PostgreSQL Tutorial: EXPLAIN Scan Nodes

August 21, 2025

Summary: In this tutorial, you will learn various types of scan “nodes” / operations that you might see in explain plans.

Table of Contents

Sequential Scan

It looks like this:

explain analyze select * from pg_class;
                                               QUERY PLAN
---------------------------------------------------------------------------------------------------------
 Seq Scan on pg_class  (cost=0.00..10.92 rows=292 width=202) (actual time=0.009..0.049 rows=295 loops=1)
 Total runtime: 0.249 ms
(2 rows)

This is the simplest possible operation – PostgreSQL opens table file, and reads rows, one by one, returning them to user or to upper node in explain tree, for example to limit, as in:

explain analyze select * from pg_class limit 2;
                                                 QUERY PLAN
-------------------------------------------------------------------------------------------------------------
 Limit  (cost=0.00..0.07 rows=2 width=202) (actual time=0.014..0.014 rows=2 loops=1)
   ->  Seq Scan on pg_class  (cost=0.00..10.92 rows=292 width=202) (actual time=0.009..0.009 rows=2 loops=1)
 Total runtime: 0.132 ms
(3 rows)

It is important to understand that the order of returned rows is not any specific. It’s not “in order of insertion”, or “last updated first” or anything like this. Concurrent selects, updates, deletes, vacuums can modify the order of rows at any time.

Seq Scan can filter rows – that is reject some from being returned. This happens for example when you’ll add “WHERE” clause:

explain analyze select * from pg_class
  where relname ~ 'a';
                                               QUERY PLAN
---------------------------------------------------------------------------------------------------------
 Seq Scan on pg_class  (cost=0.00..11.65 rows=227 width=202) (actual time=0.030..0.294 rows=229 loops=1)
   Filter: (relname ~ 'a'::text)
   Rows Removed by Filter: 66
 Total runtime: 0.379 ms
(4 rows)

As you can see now we have Filter: information. And also “Rows removed by filter” line.

Index Scan

This type of scan seems to be very straight forward, and most people understand when it is used at least in one case:

explain analyze select * from pg_class
  where oid = 1247;
                                                          QUERY PLAN
-------------------------------------------------------------------------------------------------------------------------------
 Index Scan using pg_class_oid_index on pg_class  (cost=0.15..8.17 rows=1 width=202) (actual time=0.007..0.007 rows=1 loops=1)
   Index Cond: (oid = 1247::oid)
 Total runtime: 0.077 ms
(3 rows)

That is – we have index that matches the condition, so PostgreSQL does:

opens the index
in the index if finds where (in table data) there might be rows that match given condition
opens table
fetches row(s) pointed to by index
if the rows can be returned – i.e. they are visible to current session – they are returned

You can of course ask: how can a row be invisible? It might happen for rows deleted that are still in the table (haven’t been vacuumed). Or have been updated. Or were inserted, but after current transaction.

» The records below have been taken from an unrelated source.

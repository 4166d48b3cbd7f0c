use std::{
    path::Path,
    sync::{
        Arc, RwLock,
        atomic::{AtomicBool, Ordering},
    },
};

use chrono::{DateTime, Utc};
use log::{debug, error, info};
use serde::Serialize;
use tokio::sync::Mutex;

use crate::{
    errors::Error,
    janitor::{Cleaner, Outcome, PassReport},
    volume::Volume,
};

/// 一次调度触发的结果。
#[derive(Debug)]
pub enum Tick {
    // 上一次运行尚未结束（或已停止），本次触发被跳过
    Skipped,
    Completed(PassReport),
    Failed(Error),
}

#[derive(Debug, Clone, Serialize)]
pub struct LastError {
    pub kind: &'static str,
    pub message: String,
}

#[derive(Debug, Clone, Default)]
pub struct UnitStats {
    // 已执行的运行次数（含失败）
    pub passes: u64,
    // 被跳过的触发次数
    pub skipped: u64,
    // 累计删除的条目数
    pub dropped_total: u64,
    pub last_run: Option<DateTime<Utc>>,
    pub last_outcome: Option<Outcome>,
    pub last_error: Option<LastError>,
}

/// 一个根目录的清理单元：驱逐引擎加上单飞保护。
///
/// `running` 是单元独占的令牌，触发时以非阻塞方式获取，获取失败即跳过；停止时阻塞等待当前运行结束。
pub struct CleanerUnit<V> {
    cleaner: Arc<Cleaner<V>>,
    running: Arc<Mutex<()>>,
    in_flight: Arc<AtomicBool>,
    stopped: AtomicBool,
    stats: Arc<RwLock<UnitStats>>,
}

impl<V: Volume> CleanerUnit<V> {
    pub fn new(cleaner: Cleaner<V>) -> Self {
        CleanerUnit {
            cleaner: Arc::new(cleaner),
            running: Arc::new(Mutex::new(())),
            in_flight: Arc::new(AtomicBool::new(false)),
            stopped: AtomicBool::new(false),
            stats: Arc::new(RwLock::new(UnitStats::default())),
        }
    }

    pub fn root(&self) -> &Path {
        self.cleaner.root()
    }

    #[cfg(test)]
    pub fn cleaner(&self) -> &Cleaner<V> {
        &self.cleaner
    }

    pub fn stats(&self) -> UnitStats {
        match self.stats.read() {
            Ok(stats) => stats.clone(),
            Err(poisoned) => poisoned.into_inner().clone(),
        }
    }

    pub fn is_running(&self) -> bool {
        self.in_flight.load(Ordering::SeqCst)
    }

    pub async fn tick(self: Arc<Self>) -> Tick {
        let permit = match self.running.clone().try_lock_owned() {
            Ok(permit) if !self.stopped.load(Ordering::SeqCst) => permit,
            _ => {
                debug!(
                    "skip cleaning root={}: a pass is in flight or the unit is stopped",
                    self.root().display()
                );
                update(&self.stats, |stats| stats.skipped += 1);
                return Tick::Skipped;
            }
        };

        let cleaner = Arc::clone(&self.cleaner);
        let stats = Arc::clone(&self.stats);
        let in_flight = Arc::clone(&self.in_flight);
        // 令牌随阻塞任务一起移动，确保即使调用方被取消也不会重叠运行
        let joined = tokio::task::spawn_blocking(move || {
            in_flight.store(true, Ordering::SeqCst);
            let result = cleaner.run_pass();
            record(&stats, &result);
            in_flight.store(false, Ordering::SeqCst);
            drop(permit);
            result
        })
        .await;

        match joined {
            Ok(Ok(report)) => Tick::Completed(report),
            Ok(Err(e)) => {
                error!(
                    "got cleaner error root={} kind={}: {e}",
                    self.root().display(),
                    e.kind()
                );
                Tick::Failed(e)
            }
            Err(e) => {
                error!("cleaner task panicked root={}: {e}", self.root().display());
                Tick::Failed(e.into())
            }
        }
    }

    /// 停止后续的触发，并等待正在进行的运行自然结束。
    pub async fn stop(&self) {
        self.stopped.store(true, Ordering::SeqCst);
        if self.is_running() {
            info!(
                "waiting for the in-flight pass to finish root={}",
                self.root().display()
            );
        }
        let _ = self.running.lock().await;
    }
}

fn update(stats: &RwLock<UnitStats>, f: impl FnOnce(&mut UnitStats)) {
    match stats.write() {
        Ok(mut guard) => f(&mut guard),
        Err(poisoned) => f(&mut poisoned.into_inner()),
    }
}

fn record(stats: &RwLock<UnitStats>, result: &Result<PassReport, Error>) {
    update(stats, |stats| {
        stats.passes += 1;
        stats.last_run = Some(Utc::now());
        match result {
            Ok(report) => {
                stats.dropped_total += report.dropped as u64;
                stats.last_outcome = Some(report.outcome);
                stats.last_error = None;
            }
            Err(e) => {
                stats.last_outcome = None;
                stats.last_error = Some(LastError {
                    kind: e.kind(),
                    message: e.to_string(),
                });
            }
        }
    });
}
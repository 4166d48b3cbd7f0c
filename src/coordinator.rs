use std::{
    fs,
    future::Future,
    path::{Path, PathBuf},
    sync::{Arc, OnceLock},
    time::Duration,
};

use log::{error, info};
use tokio::sync::Mutex;
use uuid::Uuid;

use crate::{
    config::CleanerConfig,
    errors::{Error, Result},
    janitor::Cleaner,
    models::payload::UnitStatus,
    scheduler::Scheduler,
    unit::{CleanerUnit, Tick},
    volume::DiskVolume,
};

pub const WILDCARD: char = '*';

static MULTI_CLEANER: OnceLock<Arc<MultiCleaner>> = OnceLock::new();

/// 将根目录描述解析为一个或多个根目录。
///
/// 以 `*` 结尾时，匹配父目录下名称以该前缀开头的全部子目录（按名称排序）；否则原样返回。
pub fn resolve(path_spec: &str) -> Result<Vec<PathBuf>> {
    let Some(prefix) = path_spec.strip_suffix(WILDCARD) else {
        return Ok(vec![PathBuf::from(path_spec)]);
    };

    let (parent, name_prefix) = match prefix.rsplit_once('/') {
        Some(("", name_prefix)) => (Path::new("/"), name_prefix),
        Some((parent, name_prefix)) => (Path::new(parent), name_prefix),
        None => (Path::new("."), prefix),
    };

    let mut roots = vec![];
    for entry in fs::read_dir(parent)? {
        let entry = entry?;
        if !entry.file_type()?.is_dir() {
            continue;
        }
        if entry
            .file_name()
            .to_str()
            .is_some_and(|name| name.starts_with(name_prefix))
        {
            roots.push(entry.path());
        }
    }
    roots.sort();

    if roots.is_empty() {
        Err(Error::NoMatchingDirs(path_spec.to_string()))
    } else {
        Ok(roots)
    }
}

struct Scheduled {
    scheduler: Scheduler,
    job_ids: Vec<Uuid>,
}

/// 管理一组互相独立的清理单元，只负责统一启动和停止。
pub struct MultiCleaner {
    units: Vec<Arc<CleanerUnit<DiskVolume>>>,
    interval: Duration,
    scheduled: Mutex<Option<Scheduled>>,
}

impl MultiCleaner {
    pub fn new(config: &CleanerConfig) -> Result<Self> {
        let units = resolve(&config.data_dir)?
            .into_iter()
            .map(|root| {
                let cleaner = Cleaner::new(
                    DiskVolume::new(root),
                    config.keep_free.clone(),
                    config.free.clone(),
                );
                Arc::new(CleanerUnit::new(cleaner))
            })
            .collect::<Vec<_>>();
        info!("Created {} cleaner(s) for {}", units.len(), config.data_dir);

        Ok(MultiCleaner {
            units,
            interval: config.interval,
            scheduled: Mutex::new(None),
        })
    }

    pub fn units(&self) -> &[Arc<CleanerUnit<DiskVolume>>] {
        &self.units
    }

    pub async fn is_started(&self) -> bool {
        self.scheduled.lock().await.is_some()
    }

    /// 启动全部单元：每个单元立即运行一次，之后按固定间隔触发。
    pub async fn start(&self) -> Result<()> {
        let mut scheduled = self.scheduled.lock().await;
        if scheduled.is_some() {
            return Ok(());
        }

        let mut scheduler = Scheduler::new().await?;
        let mut job_ids = Vec::with_capacity(self.units.len());
        for unit in &self.units {
            job_ids.push(scheduler.add(Arc::clone(unit), self.interval).await?);
        }
        scheduler.start().await?;

        for unit in &self.units {
            tokio::spawn(Arc::clone(unit).tick());
        }
        *scheduled = Some(Scheduled { scheduler, job_ids });

        Ok(())
    }

    /// 停止全部单元，等待所有正在进行的运行结束。
    pub async fn stop(&self) {
        if let Some(mut scheduled) = self.scheduled.lock().await.take() {
            if let Err(e) = scheduled.scheduler.shutdown().await {
                error!("Failed to shut down the cleaner scheduler: {e}");
            }
        }
        for unit in &self.units {
            unit.stop().await;
        }
        info!("All cleaners stopped");
    }

    /// 启动并运行，直到 `shutdown` 完成后停止。
    pub async fn serve(&self, shutdown: impl Future<Output = ()>) -> Result<()> {
        info!("serving Cleaner");
        self.start().await?;
        shutdown.await;
        self.stop().await;

        Ok(())
    }

    /// 立即触发全部单元各一次（遵守单飞保护）。
    pub async fn tick_all(&self) -> Vec<(PathBuf, Tick)> {
        let handles = self
            .units
            .iter()
            .map(|unit| {
                let root = unit.root().to_path_buf();
                (root, tokio::spawn(Arc::clone(unit).tick()))
            })
            .collect::<Vec<_>>();

        let mut ticks = Vec::with_capacity(handles.len());
        for (root, handle) in handles {
            let tick = match handle.await {
                Ok(tick) => tick,
                Err(e) => Tick::Failed(e.into()),
            };
            ticks.push((root, tick));
        }

        ticks
    }

    pub async fn status(&self) -> Vec<UnitStatus> {
        let mut scheduled = self.scheduled.lock().await;
        let mut statuses = Vec::with_capacity(self.units.len());
        for (i, unit) in self.units.iter().enumerate() {
            let next_run = match scheduled.as_mut() {
                Some(Scheduled { scheduler, job_ids }) => match job_ids.get(i) {
                    Some(job_id) => scheduler.next_run(*job_id).await,
                    None => None,
                },
                None => None,
            };
            statuses.push(UnitStatus::new(
                unit.root(),
                unit.is_running(),
                unit.stats(),
                next_run,
            ));
        }

        statuses
    }
}

pub fn init(multi_cleaner: Arc<MultiCleaner>) {
    if MULTI_CLEANER.set(multi_cleaner).is_err() {
        error!("The MultiCleaner is already initialized");
    }
}

pub fn multi_cleaner() -> Option<&'static Arc<MultiCleaner>> {
    MULTI_CLEANER.get()
}

#[cfg(test)]
mod tests {
    use super::*;
    use crate::scanner::tests::add_entry;

    fn config(data_dir: &str) -> CleanerConfig {
        CleanerConfig {
            data_dir: data_dir.to_string(),
            keep_free: "25%".to_string(),
            free: "35%".to_string(),
            interval: Duration::from_secs(300),
        }
    }

    #[test]
    fn test_resolve_wildcard() {
        let dir = tempfile::tempdir().unwrap();
        for name in ["foo-c", "foo-a", "foo-b", "bar-a"] {
            fs::create_dir(dir.path().join(name)).unwrap();
        }
        // 名称匹配但不是目录
        fs::write(dir.path().join("foo-file"), b"").unwrap();

        let spec = format!("{}/foo-*", dir.path().display());
        let roots = resolve(&spec).unwrap();

        assert_eq!(
            roots,
            vec![
                dir.path().join("foo-a"),
                dir.path().join("foo-b"),
                dir.path().join("foo-c"),
            ]
        );
    }

    #[test]
    fn test_resolve_wildcard_without_prefix() {
        let dir = tempfile::tempdir().unwrap();
        fs::create_dir(dir.path().join("one")).unwrap();
        fs::create_dir(dir.path().join("two")).unwrap();

        let spec = format!("{}/*", dir.path().display());
        assert_eq!(resolve(&spec).unwrap().len(), 2);
    }

    #[test]
    fn test_resolve_no_match() {
        let dir = tempfile::tempdir().unwrap();
        fs::create_dir(dir.path().join("bar-a")).unwrap();

        let spec = format!("{}/foo-*", dir.path().display());
        let err = resolve(&spec).unwrap_err();
        assert!(matches!(err, Error::NoMatchingDirs(_)));
        assert_eq!(err.kind(), "config");
    }

    #[test]
    fn test_resolve_missing_parent() {
        let dir = tempfile::tempdir().unwrap();

        let spec = format!("{}/missing/foo-*", dir.path().display());
        assert_eq!(resolve(&spec).unwrap_err().kind(), "io");
    }

    #[test]
    fn test_resolve_literal() {
        // 字面路径不检查是否存在，由每次运行报告错误
        assert_eq!(
            resolve("/var/cache/blobs").unwrap(),
            vec![PathBuf::from("/var/cache/blobs")]
        );
    }

    #[test]
    fn test_fan_out_units() {
        let dir = tempfile::tempdir().unwrap();
        for name in ["foo-a", "foo-b", "foo-c"] {
            fs::create_dir(dir.path().join(name)).unwrap();
        }

        let spec = format!("{}/foo-*", dir.path().display());
        let multi = MultiCleaner::new(&config(&spec)).unwrap();

        let roots = multi
            .units()
            .iter()
            .map(|unit| unit.root().to_path_buf())
            .collect::<Vec<_>>();
        assert_eq!(
            roots,
            vec![
                dir.path().join("foo-a"),
                dir.path().join("foo-b"),
                dir.path().join("foo-c"),
            ]
        );
    }

    #[tokio::test(flavor = "multi_thread")]
    async fn test_tick_all_units_independently() {
        let dir = tempfile::tempdir().unwrap();
        for name in ["foo-a", "foo-b"] {
            let root = dir.path().join(name);
            fs::create_dir(&root).unwrap();
            add_entry(&root, "aaaa", None);
        }
        let mut config = config(&format!("{}/foo-*", dir.path().display()));
        // 可用空间总是高于 0%，两个单元都不需要清理
        config.keep_free = "0%".to_string();
        let multi = MultiCleaner::new(&config).unwrap();

        let ticks = multi.tick_all().await;

        assert_eq!(ticks.len(), 2);
        assert!(
            ticks
                .iter()
                .all(|(_, tick)| matches!(tick, Tick::Completed(_)))
        );
        assert!(dir.path().join("foo-a/aaaa").exists());
        assert!(dir.path().join("foo-b/aaaa").exists());
    }

    #[tokio::test(flavor = "multi_thread")]
    async fn test_serve_until_shutdown() {
        let dir = tempfile::tempdir().unwrap();
        add_entry(dir.path(), "aaaa", None);
        add_entry(dir.path(), "bbbb", None);
        // 100% 触发且目标不可达：启动时的首次运行会清空目录
        let mut config = config(&dir.path().display().to_string());
        config.keep_free = "100%".to_string();
        config.free = "100%".to_string();
        let multi = MultiCleaner::new(&config).unwrap();

        multi
            .serve(tokio::time::sleep(Duration::from_millis(500)))
            .await
            .unwrap();

        assert!(!multi.is_started().await);
        let stats = multi.units()[0].stats();
        assert_eq!(stats.passes, 1);
        assert_eq!(stats.dropped_total, 2);
        assert_eq!(fs::read_dir(dir.path()).unwrap().count(), 0);
    }
}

Index Scan is also used when you want some data ordered using order from index. As in here:

explain analyze select * from pg_class
  order by oid limit 10;
                                                               QUERY PLAN
-----------------------------------------------------------------------------------------------------------------------------------------
 Limit  (cost=0.15..1.67 rows=10 width=206) (actual time=0.017..0.029 rows=10 loops=1)
   ->  Index Scan using pg_class_oid_index on pg_class  (cost=0.15..44.53 rows=292 width=206) (actual time=0.014..0.026 rows=10 loops=1)
 Total runtime: 0.145 ms
(3 rows)

There is no condition here, but we can add condition easily, like this:

explain analyze select * from pg_class
  where oid > 1247 order by oid limit 10;
                                                               QUERY PLAN
----------------------------------------------------------------------------------------------------------------------------------------
 Limit  (cost=0.15..4.03 rows=10 width=206) (actual time=0.021..0.035 rows=10 loops=1)
   ->  Index Scan using pg_class_oid_index on pg_class  (cost=0.15..37.84 rows=97 width=206) (actual time=0.017..0.031 rows=10 loops=1)
         Index Cond: (oid > 1247::oid)
 Total runtime: 0.132 ms
(4 rows)

In these cases, PostgreSQL finds starting point in index (either first row that is > 1247, or simply smallest value in index, and then returns next rows/values until Limit will be satisfied.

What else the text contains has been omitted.